— Work task —
Print the line that contains "matches!(self, VariationMode::Branching)" and every line that follows it in the data below, ending with the final line; include nothing else.

— Exercise material —
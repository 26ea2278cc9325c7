use std::str::FromStr;

use serde::{Deserialize, Serialize};

/// A side line branching off the main line.
///
/// `anchor_index` is the main-line index the line starts from: the
/// variation's first move is an alternative to (or an extension past)
/// `main_line[anchor_index]`. Local index `j` inside the variation is
/// reported as absolute index `anchor_index + j`.
#[derive(Debug, Clone, PartialEq, Eq, Serialize, Deserialize)]
pub struct Variation {
    pub anchor_index: usize,
    pub moves: Vec<String>,
}

impl Variation {
    pub fn new(anchor_index: usize, first_move: String) -> Self {
        Self {
            anchor_index,
            moves: vec![first_move],
        }
    }

    /// Absolute index of the variation's last position.
    pub fn end_index(&self) -> usize {
        self.anchor_index + self.moves.len()
    }

    /// Local offset for an absolute index, if it lies on this variation.
    pub fn local_index(&self, absolute_index: usize) -> Option<usize> {
        absolute_index
            .checked_sub(self.anchor_index)
            .filter(|local| *local <= self.moves.len())
    }
}

/// Where the board currently is.
#[derive(Debug, Clone, Copy, Default, PartialEq, Eq, Serialize, Deserialize)]
pub struct Cursor {
    pub absolute_index: usize,
    /// Ordinal of the active variation; `None` on the main line.
    pub variation: Option<usize>,
}

impl Cursor {
    pub fn main_line(absolute_index: usize) -> Self {
        Self {
            absolute_index,
            variation: None,
        }
    }

    pub fn in_variation(absolute_index: usize, ordinal: usize) -> Self {
        Self {
            absolute_index,
            variation: Some(ordinal),
        }
    }
}

/// Whether deviating from the main line opens side lines or is refused.
#[derive(Debug, Clone, Copy, Default, PartialEq, Eq, Serialize, Deserialize)]
#[serde(rename_all = "snake_case")]
pub enum VariationMode {
    #[default]
    Branching,
    MainLineOnly,
}

impl VariationMode {
    pub fn allows_branching(self) -> bool {
        matches!(self, VariationMode::Branching)
    }
}

impl FromStr for VariationMode {
    type Err = String;

    fn from_str(s: &str) -> Result<Self, Self::Err> {
        match s.trim().to_lowercase().as_str() {
            "on" | "true" | "branching" => Ok(VariationMode::Branching),
            "off" | "false" | "main_line_only" => Ok(VariationMode::MainLineOnly),
            other => Err(format!("unknown variation mode '{other}'")),
        }
    }
}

— Finished exercise —
        matches!(self, VariationMode::Branching)
    }
}

impl FromStr for VariationMode {
    type Err = String;

    fn from_str(s: &str) -> Result<Self, Self::Err> {
        match s.trim().to_lowercase().as_str() {
            "on" | "true" | "branching" => Ok(VariationMode::Branching),
            "off" | "false" | "main_line_only" => Ok(VariationMode::MainLineOnly),
            other => Err(format!("unknown variation mode '{other}'")),
        }
    }
}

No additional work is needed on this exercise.